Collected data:
▶
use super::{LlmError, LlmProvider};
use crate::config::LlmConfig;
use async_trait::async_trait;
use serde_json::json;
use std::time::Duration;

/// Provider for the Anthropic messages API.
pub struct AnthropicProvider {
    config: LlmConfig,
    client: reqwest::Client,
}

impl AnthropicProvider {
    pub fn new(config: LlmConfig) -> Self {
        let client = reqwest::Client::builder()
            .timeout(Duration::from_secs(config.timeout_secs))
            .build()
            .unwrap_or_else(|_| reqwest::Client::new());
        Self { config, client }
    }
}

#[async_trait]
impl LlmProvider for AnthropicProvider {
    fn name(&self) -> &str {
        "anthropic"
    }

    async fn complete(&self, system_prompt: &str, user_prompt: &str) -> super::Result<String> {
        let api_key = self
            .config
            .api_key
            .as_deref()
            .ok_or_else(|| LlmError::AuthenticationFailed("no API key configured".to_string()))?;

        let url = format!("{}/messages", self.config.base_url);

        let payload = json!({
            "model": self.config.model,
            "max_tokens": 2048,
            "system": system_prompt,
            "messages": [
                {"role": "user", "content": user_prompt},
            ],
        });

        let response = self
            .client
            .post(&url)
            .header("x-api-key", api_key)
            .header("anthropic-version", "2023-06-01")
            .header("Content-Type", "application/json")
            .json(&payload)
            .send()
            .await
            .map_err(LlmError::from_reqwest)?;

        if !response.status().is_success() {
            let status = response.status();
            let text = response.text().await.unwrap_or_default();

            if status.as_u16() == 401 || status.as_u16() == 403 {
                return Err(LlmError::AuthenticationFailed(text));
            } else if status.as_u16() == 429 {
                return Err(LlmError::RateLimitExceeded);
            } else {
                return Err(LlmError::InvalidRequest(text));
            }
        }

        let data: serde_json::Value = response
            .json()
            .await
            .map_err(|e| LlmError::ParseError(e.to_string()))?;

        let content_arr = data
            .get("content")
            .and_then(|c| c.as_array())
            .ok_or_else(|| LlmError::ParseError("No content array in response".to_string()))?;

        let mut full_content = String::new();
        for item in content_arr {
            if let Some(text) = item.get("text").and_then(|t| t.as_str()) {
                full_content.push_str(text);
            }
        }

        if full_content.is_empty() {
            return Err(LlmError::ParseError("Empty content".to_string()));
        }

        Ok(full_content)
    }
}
◀
▶
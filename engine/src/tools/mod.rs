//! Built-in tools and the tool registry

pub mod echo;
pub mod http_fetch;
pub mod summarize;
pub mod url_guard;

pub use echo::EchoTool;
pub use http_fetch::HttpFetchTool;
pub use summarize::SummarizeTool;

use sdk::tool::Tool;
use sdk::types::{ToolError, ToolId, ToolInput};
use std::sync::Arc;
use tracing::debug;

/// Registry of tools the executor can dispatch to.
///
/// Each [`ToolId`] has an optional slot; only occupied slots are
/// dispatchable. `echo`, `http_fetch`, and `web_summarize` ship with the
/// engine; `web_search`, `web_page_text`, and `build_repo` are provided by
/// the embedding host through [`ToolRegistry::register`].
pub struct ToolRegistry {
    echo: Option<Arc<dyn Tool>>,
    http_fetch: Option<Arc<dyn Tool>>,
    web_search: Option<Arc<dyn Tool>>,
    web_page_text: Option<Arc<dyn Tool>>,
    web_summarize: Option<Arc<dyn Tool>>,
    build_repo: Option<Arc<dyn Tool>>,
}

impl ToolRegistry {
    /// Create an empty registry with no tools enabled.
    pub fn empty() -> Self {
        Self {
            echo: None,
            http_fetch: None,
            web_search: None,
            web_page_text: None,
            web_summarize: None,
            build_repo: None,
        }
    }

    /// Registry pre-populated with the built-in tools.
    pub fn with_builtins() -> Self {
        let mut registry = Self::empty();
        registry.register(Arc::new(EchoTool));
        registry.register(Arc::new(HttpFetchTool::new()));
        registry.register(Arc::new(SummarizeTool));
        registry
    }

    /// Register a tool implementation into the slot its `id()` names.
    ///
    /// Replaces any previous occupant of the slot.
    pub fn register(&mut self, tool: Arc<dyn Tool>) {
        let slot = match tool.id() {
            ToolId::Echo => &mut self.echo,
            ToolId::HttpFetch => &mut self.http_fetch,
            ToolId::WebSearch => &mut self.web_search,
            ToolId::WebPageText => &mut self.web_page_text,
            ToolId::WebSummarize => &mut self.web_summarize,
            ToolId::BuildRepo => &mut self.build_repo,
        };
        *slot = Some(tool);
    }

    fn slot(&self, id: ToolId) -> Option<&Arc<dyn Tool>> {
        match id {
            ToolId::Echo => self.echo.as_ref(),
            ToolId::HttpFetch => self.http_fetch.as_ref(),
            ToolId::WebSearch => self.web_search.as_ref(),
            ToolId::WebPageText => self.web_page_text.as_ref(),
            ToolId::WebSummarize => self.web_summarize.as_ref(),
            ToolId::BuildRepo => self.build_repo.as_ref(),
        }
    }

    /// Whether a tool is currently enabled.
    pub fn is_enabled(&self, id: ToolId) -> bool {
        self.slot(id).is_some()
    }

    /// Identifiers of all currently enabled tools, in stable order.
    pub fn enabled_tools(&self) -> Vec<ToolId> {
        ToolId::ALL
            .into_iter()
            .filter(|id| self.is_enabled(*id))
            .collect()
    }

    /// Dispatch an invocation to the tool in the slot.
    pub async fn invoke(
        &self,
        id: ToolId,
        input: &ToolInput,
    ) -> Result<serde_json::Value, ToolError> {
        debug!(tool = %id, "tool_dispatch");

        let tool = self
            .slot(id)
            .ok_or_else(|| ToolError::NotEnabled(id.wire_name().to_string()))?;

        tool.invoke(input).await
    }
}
◀
Activity:
Counting only the lines that include "slot", state how many there are in the entries, and nothing else.

Result below:
9